New Brighton contaminants, maintenance, and how to control your water softener anxieties
August 02, 2016
New Brighton and its water system have a complicated relationship; just please don’t get caught in the crossfire by ignoring your softener.
Before I go into the details of water softener maintenance, here’s the skinny on New Brighton water:
Back in 1981, the city learned its groundwater was contaminated; an aquifer shared with the Twin Cities Ammunition Plant released levels of suspect carcinogens to the area. In response, officials tried working around the contamination, which seemed effective until recent discovery of a new contaminant in the water called 1,4-dioxane.
Although the amounts of this byproduct are allegedly minute in the city water, state officials are playing it safe with a temporary alternative.
Dioxane-free Minneapolis water supply will serve as a 2-year stand-in while New Brighton’s Water Treatment Plant 1 undergoes construction.
Emotional roller-coaster, right? Now, let’s make it even more complicated by bringing in the role of the water softener!
Softeners are great because they can hang out in your basement for 15+ years and be just fine as long as you fill your salt, maybe clean its parts on occasion, and check for salt mushing or bridging when things don’t seem to be working right.
But, there is another crucial part of maintenance:
PLEASE DO NOT IGNORE YOUR SOFTENER SETTINGS!
Degrees of water hardness vary from place to place, so if your water source changes you need to re-adjust your settings.
If you don’t do this, your softener will start using an improper amount of salt to soften your water–and you might be wasting a lot of money on extra salt.
Take this New Brighton situation as an example.
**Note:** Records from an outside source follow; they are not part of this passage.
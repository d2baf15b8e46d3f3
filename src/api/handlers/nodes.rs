//! Node lifecycle handlers

use std::sync::Arc;

use axum::{
    extract::State,
    http::StatusCode,
    Json,
};
use serde::Deserialize;
use tracing::warn;

use crate::api::{ApiError, ApiPath, ApiQuery};
use crate::container::{RestartOutcome, StartOutcome, StopOutcome};
use crate::models::{
    ActionResponse, LogsResponse, ManagedContainer, NodeDetail, NodeState, NodeSummary, Scope,
    StartRequest, StatusResponse,
};
use crate::store::validate_node_name;
use crate::AppState;

/// Default number of log lines returned
const DEFAULT_LOG_TAIL: usize = 100;

#[derive(Debug, Deserialize)]
pub struct LogsQuery {
    #[serde(default = "default_tail")]
    pub tail: usize,
}

fn default_tail() -> usize {
    DEFAULT_LOG_TAIL
}

fn action(name: &str, scope: Scope, outcome: &str, message: impl Into<String>) -> ActionResponse {
    ActionResponse {
        name: name.to_string(),
        scope,
        outcome: outcome.to_string(),
        message: message.into(),
        container_id: None,
        image: None,
        diagnostic: None,
    }
}

/// All configured nodes with their current state
pub async fn list_nodes(
    State(state): State<Arc<AppState>>,
) -> Result<Json<Vec<NodeSummary>>, ApiError> {
    let configs = state.manager.store().list().await?;

    let mut nodes = Vec::with_capacity(configs.len());
    for config in configs {
        nodes.push(NodeSummary {
            container_name: state.manager.container_name(&config.name, config.scope),
            state: state.manager.status(&config.name, config.scope).await,
            config_path: state.manager.store().config_path(&config.name, config.scope),
            name: config.name,
            scope: config.scope,
        });
    }

    Ok(Json(nodes))
}

/// Running containers of this application, configured or not
pub async fn list_running(
    State(state): State<Arc<AppState>>,
) -> Result<Json<Vec<ManagedContainer>>, ApiError> {
    let containers = state.manager.list_running().await?;
    Ok(Json(containers))
}

/// Configuration and container details of one node
pub async fn get_node(
    State(state): State<Arc<AppState>>,
    ApiPath((scope, name)): ApiPath<(Scope, String)>,
) -> Result<Json<NodeDetail>, ApiError> {
    let config = state.manager.store().get(&name, scope).await?;

    let (node_state, container) = match state.manager.inspect(&name, scope).await {
        Ok(Some(container)) => (container.node_state(), Some(container)),
        Ok(None) => (NodeState::Absent, None),
        Err(e) => {
            warn!(name = %name, scope = %scope, error = %e, "Could not inspect node container");
            (NodeState::Unknown, None)
        }
    };

    Ok(Json(NodeDetail {
        container_name: state.manager.container_name(&name, scope),
        name,
        scope,
        state: node_state,
        config,
        container,
    }))
}

/// Lifecycle state of one node
pub async fn node_status(
    State(state): State<Arc<AppState>>,
    ApiPath((scope, name)): ApiPath<(Scope, String)>,
) -> Result<Json<StatusResponse>, ApiError> {
    validate_node_name(&name)?;
    let node_state = state.manager.status(&name, scope).await;

    Ok(Json(StatusResponse {
        name,
        scope,
        state: node_state,
    }))
}

/// Start a node
pub async fn start_node(
    State(state): State<Arc<AppState>>,
    ApiPath((scope, name)): ApiPath<(Scope, String)>,
    body: Option<Json<StartRequest>>,
) -> Result<(StatusCode, Json<ActionResponse>), ApiError> {
    let config = state.manager.store().get(&name, scope).await?;
    let request = body.map(|Json(r)| r).unwrap_or_default();

    let outcome = state
        .manager
        .start(&config, request.image.as_deref())
        .await?;

    let response = match outcome {
        StartOutcome::Started {
            container_id,
            image,
            diagnostic,
        } => (
            StatusCode::CREATED,
            Json(ActionResponse {
                container_id: Some(container_id),
                image: Some(image),
                diagnostic,
                ..action(&name, scope, "started", "Node started")
            }),
        ),
        StartOutcome::AlreadyRunning { container_id } => (
            StatusCode::OK,
            Json(ActionResponse {
                container_id,
                ..action(&name, scope, "already_running", "Node is already running")
            }),
        ),
    };

    Ok(response)
}

/// Stop a node
pub async fn stop_node(
    State(state): State<Arc<AppState>>,
    ApiPath((scope, name)): ApiPath<(Scope, String)>,
) -> Result<Json<ActionResponse>, ApiError> {
    validate_node_name(&name)?;

    let response = match state.manager.stop(&name, scope).await? {
        StopOutcome::Stopped => action(&name, scope, "stopped", "Node stopped"),
        StopOutcome::NotRunning => action(&name, scope, "not_running", "Node is not running"),
    };

    Ok(Json(response))
}

/// Restart a node
pub async fn restart_node(
    State(state): State<Arc<AppState>>,
    ApiPath((scope, name)): ApiPath<(Scope, String)>,
) -> Result<Json<ActionResponse>, ApiError> {
    validate_node_name(&name)?;

    let response = match state.manager.restart(&name, scope).await? {
        RestartOutcome::Restarted => action(&name, scope, "restarted", "Node restarted"),
        RestartOutcome::NotRunning => action(&name, scope, "not_running", "Node is not running"),
    };

    Ok(Json(response))
}

/// Recent output of a node
pub async fn node_logs(
    State(state): State<Arc<AppState>>,
    ApiPath((scope, name)): ApiPath<(Scope, String)>,
    ApiQuery(query): ApiQuery<LogsQuery>,
) -> Result<Json<LogsResponse>, ApiError> {
    validate_node_name(&name)?;
    let logs = state.manager.logs(&name, scope, query.tail).await?;

    Ok(Json(LogsResponse { name, scope, logs }))
}

/// Delete a stopped node's configuration
pub async fn delete_node(
    State(state): State<Arc<AppState>>,
    ApiPath((scope, name)): ApiPath<(Scope, String)>,
) -> Result<StatusCode, ApiError> {
    state.manager.delete(&name, scope).await?;
    Ok(StatusCode::NO_CONTENT)
}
The water the city used before is harder than the Minneapolis water it’s getting now. For naturally soft water (like Minneapolis river water) it takes less salt to recharge your tank’s resin (the little beads that take out minerals in your water). So, although your softener should continue to do its job without a re-adjustment, it will use more salt than necessary to follow its inaccurate setting instructions.